Even though it has only the second-highest fifth stations, the Yoshida route is the most-popular route because of its large parking area and many large mountain huts where a climber can rest or stay. During the summer season, most Mount Fuji climbing tour buses arrive there. The next-popular is the Fujinomiya route, which has the highest fifth station, followed by Subashiri and Gotemba. The ascent from the new fifth station can take anywhere between five and seven hours while the descent can take from three to four hours.

Even though most climbers do not climb the Subashiri and Gotemba routes, many descend these because of their ash-covered paths. From the seventh station to near the fifth station, one could run down these ash-covered paths in approximately 30 minutes. Besides these routes, there are tractor routes along the climbing routes. These tractor routes are used to bring food and other materials to huts on the mountain. Because the tractors usually take up most of the width of these paths and they tend to push large rocks from the side of the path, the tractor paths are off-limits to the climbers on sections that are not merged with the climbing or descending paths. Nevertheless, one can sometimes see people riding mountain bikes along the tractor routes down from the summit. This is particularly risky, as it becomes difficult to control speed and may send some rocks rolling along the side of the path, which may hit other people.

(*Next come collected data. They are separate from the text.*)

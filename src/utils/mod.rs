pub mod exchange_factory;

pub use exchange_factory::{ExchangeFactory, ExchangeType};
use crate::core::config::{
    string_map, AdapterOptionsPatch, Capability, DescriptorPatch, ExchangeDescriptor, Merge,
    Support, TradingFees,
};
use crate::core::types::{Market, MarketType};
use rust_decimal_macros::dec;
use serde::Deserialize;
use serde_json::Value;

pub const HITBTC_API_URL: &str = "https://api.hitbtc.com/api/3";
pub const HITBTC_TESTNET_URL: &str = "https://api.demo.hitbtc.com/api/3";
pub const API_VERSION: &str = "3";

/// Path prefix covered by the request signature.
pub const SIGNED_PATH_PREFIX: &str = "/api/3/";

pub const MAX_TRADES: usize = 1000;
pub const MAX_CANDLES: usize = 1000;

/// Ids the symbol list carries but the exchange rejects individually.
pub const INVALID_SYMBOL_SUFFIX: &str = "_BQX";

pub fn hitbtc_descriptor() -> ExchangeDescriptor {
    use Capability::*;

    let has = [
        (FetchMarkets, Support::Yes),
        (FetchCurrencies, Support::Yes),
        (FetchTicker, Support::Yes),
        (FetchTickers, Support::Yes),
        (FetchOrderBook, Support::Yes),
        (FetchTrades, Support::Yes),
        (FetchOhlcv, Support::Yes),
        (FetchTime, Support::No),
        (FetchStatus, Support::No),
        (CreateOrder, Support::Yes),
        (EditOrder, Support::Yes),
        (CancelOrder, Support::Yes),
        (CancelOrders, Support::No),
        (CancelAllOrders, Support::Yes),
        (CancelAllOrdersAfter, Support::No),
        (FetchOrder, Support::Yes),
        (FetchOpenOrders, Support::Yes),
        (FetchClosedOrders, Support::Yes),
        (FetchMyTrades, Support::Yes),
        (FetchBalance, Support::Yes),
        (FetchDeposits, Support::Yes),
        (FetchWithdrawals, Support::Yes),
        (FetchDepositAddress, Support::Yes),
        (Withdraw, Support::Yes),
        (Transfer, Support::Yes),
        (FetchLedger, Support::No),
        (FetchPositions, Support::Yes),
        (FetchDepositWithdrawFees, Support::Yes),
        (FetchFundingRate, Support::Yes),
        (FetchFundingRates, Support::Yes),
    ]
    .into_iter()
    .collect();

    ExchangeDescriptor::base().merged(DescriptorPatch {
        id: Some("hitbtc".to_string()),
        name: Some("HitBTC".to_string()),
        version: Some(API_VERSION.to_string()),
        rate_limit_ms: Some(4),
        has,
        timeframes: string_map(&[
            ("1m", "M1"),
            ("3m", "M3"),
            ("5m", "M5"),
            ("15m", "M15"),
            ("30m", "M30"),
            ("1h", "H1"),
            ("4h", "H4"),
            ("1d", "D1"),
            ("1w", "D7"),
            ("1M", "1M"),
        ]),
        urls: string_map(&[("rest", HITBTC_API_URL), ("test", HITBTC_TESTNET_URL)]),
        fees: TradingFees {
            taker: Some(dec!(0.0009)),
            maker: Some(dec!(0.0009)),
        },
        common_currencies: string_map(&[
            ("AUTO", "Cube"),
            ("BCC", "BCC"),
            ("BDP", "BidiPass"),
            ("BET", "DAO.Casino"),
            ("BIT", "BitRewards"),
            ("BOX", "BOX Token"),
            ("CPT", "Cryptaur"),
            ("GET", "Themis"),
            ("GMT", "GMT Token"),
            ("HSR", "HC"),
            ("IQ", "IQ.Cash"),
            ("LNC", "LinkerCoin"),
            ("PLA", "PlayChip"),
            ("PNT", "Penta"),
            ("SBTC", "Super Bitcoin"),
            ("STEPN", "GMT"),
            ("STX", "STOX"),
            ("TV", "Tokenville"),
            ("XMT", "MTL"),
            ("XPNT", "PNT"),
        ]),
        options: AdapterOptionsPatch {
            default_network: Some("ERC20".to_string()),
            networks: string_map(&[
                ("BTC", "btc"),
                ("OMNI", "BTC"),
                ("ETH", "eth"),
                ("ERC20", "ETH"),
                ("ETC", "ETC"),
                ("BEP20", "BSC"),
                ("TRC20", "TRX"),
                ("NEAR", "NEAR"),
                ("ADA", "ADA"),
                ("ALGO", "ALGO"),
                ("ATOM", "ATOM"),
                ("AVAXC", "AVAC"),
                ("BSV", "BCHSV"),
                ("BEP2", "BNB"),
                ("DOGE", "doge"),
                ("LTC", "ltc"),
                ("MATIC", "POLYGON"),
                ("OPTIMISM", "OP"),
                ("SOL", "SOL"),
                ("XMR", "xmr"),
                ("XRP", "XRP"),
                ("XLM", "XLM"),
            ]),
            networks_by_id: string_map(&[
                ("ETH", "ERC20"),
                ("BSC", "BEP20"),
                ("TRX", "TRC20"),
                ("AVAC", "AVAXC"),
                ("BCHSV", "BSV"),
                ("BNB", "BEP2"),
                ("POLYGON", "MATIC"),
                ("OP", "OPTIMISM"),
            ]),
            accounts_by_type: string_map(&[
                ("spot", "spot"),
                ("funding", "wallet"),
                ("wallet", "wallet"),
                ("swap", "derivatives"),
                ("future", "derivatives"),
                ("derivatives", "derivatives"),
            ]),
            ohlcv_page_size: Some(MAX_CANDLES),
            ..AdapterOptionsPatch::default()
        },
        ..DescriptorPatch::default()
    })
}

/// Product line an order endpoint belongs to: `spot/order`, `margin/order`
/// or `futures/order`.
#[derive(Debug, Clone, Copy, PartialEq, Eq)]
pub enum Venue {
    Spot,
    Margin,
    Futures,
}

impl Venue {
    /// Contracts trade on the futures venue; spot markets move to the
    /// margin venue when a margin mode is requested.
    pub fn for_market(market: Option<&Market>, margin: bool) -> Self {
        match market.map(Market::market_type) {
            Some(MarketType::Swap | MarketType::Future) => Self::Futures,
            Some(MarketType::Margin) => Self::Margin,
            _ if margin => Self::Margin,
            _ => Self::Spot,
        }
    }

    pub fn as_str(self) -> &'static str {
        match self {
            Self::Spot => "spot",
            Self::Margin => "margin",
            Self::Futures => "futures",
        }
    }

    /// `{venue}/{path}`.
    pub fn path(self, path: &str) -> String {
        format!("{}/{}", self.as_str(), path)
    }
}

/// `{"error": {"code": 20001, "message": "...", "description": "..."}}`.
#[derive(Debug, Clone, Deserialize)]
pub struct HitbtcErrorEnvelope {
    pub error: HitbtcError,
}

#[derive(Debug, Clone, Deserialize)]
pub struct HitbtcError {
    #[serde(default)]
    pub code: Value,
    #[serde(default)]
    pub message: Option<String>,
    #[serde(default)]
    pub description: Option<String>,
}

impl HitbtcError {
    /// The code as text, whether sent as a number or a string.
    pub fn code(&self) -> Option<String> {
        match &self.code {
            Value::Null => None,
            Value::String(s) => Some(s.clone()),
            other => Some(other.to_string()),
        }
    }

    pub fn text(&self) -> Option<&str> {
        self.message.as_deref().or(self.description.as_deref())
    }
}
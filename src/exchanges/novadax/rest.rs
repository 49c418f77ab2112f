use crate::core::config::ExchangeDescriptor;
use crate::core::errors::ExchangeError;
use crate::core::kernel::signer::with_query;
use crate::core::kernel::{ErrorClassifier, HttpRequest, RequestParts, RestClient, Signer};
use crate::core::markets::MarketCache;
use crate::core::types::{Market, Params};
use crate::exchanges::novadax::conversions::convert_novadax_market;
use crate::exchanges::novadax::errors::check_response;
use crate::exchanges::novadax::signer::NovadaxSigner;
use crate::exchanges::novadax::types::API_VERSION;
use reqwest::Method;
use serde_json::Value;
use std::sync::Arc;
use tracing::{debug, instrument, trace};

/// NovaDAX v1 REST API client. Calls return the `data` member of the
/// response envelope.
pub struct NovadaxRest<R: RestClient> {
    rest_client: R,
    rest_url: String,
    signer: Option<Arc<NovadaxSigner>>,
    classifier: Arc<ErrorClassifier>,
    markets: Arc<MarketCache>,
    descriptor: Arc<ExchangeDescriptor>,
}

impl<R: RestClient + Clone> Clone for NovadaxRest<R> {
    fn clone(&self) -> Self {
        Self {
            rest_client: self.rest_client.clone(),
            rest_url: self.rest_url.clone(),
            signer: self.signer.clone(),
            classifier: Arc::clone(&self.classifier),
            markets: Arc::clone(&self.markets),
            descriptor: Arc::clone(&self.descriptor),
        }
    }
}

impl<R: RestClient> NovadaxRest<R> {
    pub fn new(
        rest_client: R,
        rest_url: String,
        signer: Option<Arc<NovadaxSigner>>,
        descriptor: Arc<ExchangeDescriptor>,
    ) -> Self {
        Self {
            rest_client,
            rest_url,
            signer,
            classifier: Arc::new(crate::exchanges::novadax::errors::classifier(&descriptor)),
            markets: Arc::new(MarketCache::new(descriptor.common_currencies.clone())),
            descriptor,
        }
    }

    pub fn markets(&self) -> &MarketCache {
        &self.markets
    }

    pub fn descriptor(&self) -> &ExchangeDescriptor {
        &self.descriptor
    }

    pub fn has_credentials(&self) -> bool {
        self.signer.is_some()
    }

    async fn dispatch(&self, request: HttpRequest) -> Result<Value, ExchangeError> {
        let response = self.rest_client.send(request).await?;
        trace!(status = response.status, "Response body: {}", response.body);
        let mut envelope = check_response(&self.classifier, &response)?;
        Ok(envelope.get_mut("data").map(Value::take).unwrap_or(Value::Null))
    }

    #[instrument(skip(self, params), fields(exchange = "novadax", method = "GET", endpoint = %path))]
    pub async fn public(&self, path: &str, params: Params) -> Result<Value, ExchangeError> {
        let url = format!("{}/{}/{}", self.rest_url, API_VERSION, path);
        self.dispatch(HttpRequest::new(Method::GET, with_query(url, &params)))
            .await
    }

    /// Signed call; POST sends `params` as a JSON body, GET as a query.
    #[instrument(skip(self, params), fields(exchange = "novadax", method = %method, endpoint = %path))]
    pub async fn private(&self, method: Method, path: &str, params: Params) -> Result<Value, ExchangeError> {
        let signer = self.signer.as_ref().ok_or_else(|| {
            ExchangeError::Authentication(format!("novadax {} requires API credentials", path))
        })?;
        let parts = RequestParts::new(method, self.rest_url.as_str(), path, params);
        let request = signer.sign_request(&parts, signer.nonces().next())?;
        self.dispatch(request).await
    }

    /// Server time in milliseconds.
    pub async fn server_time(&self) -> Result<i64, ExchangeError> {
        let data = self.public("common/timestamp", Params::new()).await?;
        data.as_i64()
            .or_else(|| data.as_str().and_then(|s| s.parse().ok()))
            .ok_or_else(|| ExchangeError::Deserialization(format!("novadax returned no server time: {}", data)))
    }

    pub async fn fetch_markets(&self) -> Result<Vec<Market>, ExchangeError> {
        let data = self.public("common/symbols", Params::new()).await?;
        Ok(data
            .as_array()
            .map(Vec::as_slice)
            .unwrap_or_default()
            .iter()
            .filter_map(|raw| convert_novadax_market(&self.markets, raw))
            .collect())
    }

    pub async fn load_markets(&self, reload: bool) -> Result<Vec<Market>, ExchangeError> {
        if reload || !self.markets.is_loaded() {
            let markets = self.fetch_markets().await?;
            debug!(count = markets.len(), "Loaded novadax markets");
            self.markets.replace_all(markets);
        }
        Ok(self
            .markets
            .get_all()
            .iter()
            .map(|m| m.as_ref().clone())
            .collect())
    }

    pub async fn market(&self, symbol: &str) -> Result<Arc<Market>, ExchangeError> {
        self.ensure_markets().await?;
        self.markets.market(symbol)
    }

    pub async fn ensure_markets(&self) -> Result<(), ExchangeError> {
        if !self.markets.is_loaded() {
            self.load_markets(false).await?;
        }
        Ok(())
    }
}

The four routes from the foot of the mountain offer historical sites. The Murayama is the oldest Mount Fuji route and the Yoshida route still has many old shrines, teahouses, and huts along its path. These routes are gaining popularity recently and are being restored, but climbing from the foot of the mountain is still relatively uncommon. Also, bears have been sighted along the Yoshida route.

Huts at and above the fifth stations are usually staffed during the climbing season, but huts below fifth stations are not usually staffed for climbers. The number of open huts on routes are proportional to the number of climbers—Yoshida has the most while Gotemba has the fewest. The huts along the Gotemba route also tend to start later and close earlier than those along the Yoshida route. Also, because Mount Fuji is designated as a national park, it is illegal to camp above the fifth station.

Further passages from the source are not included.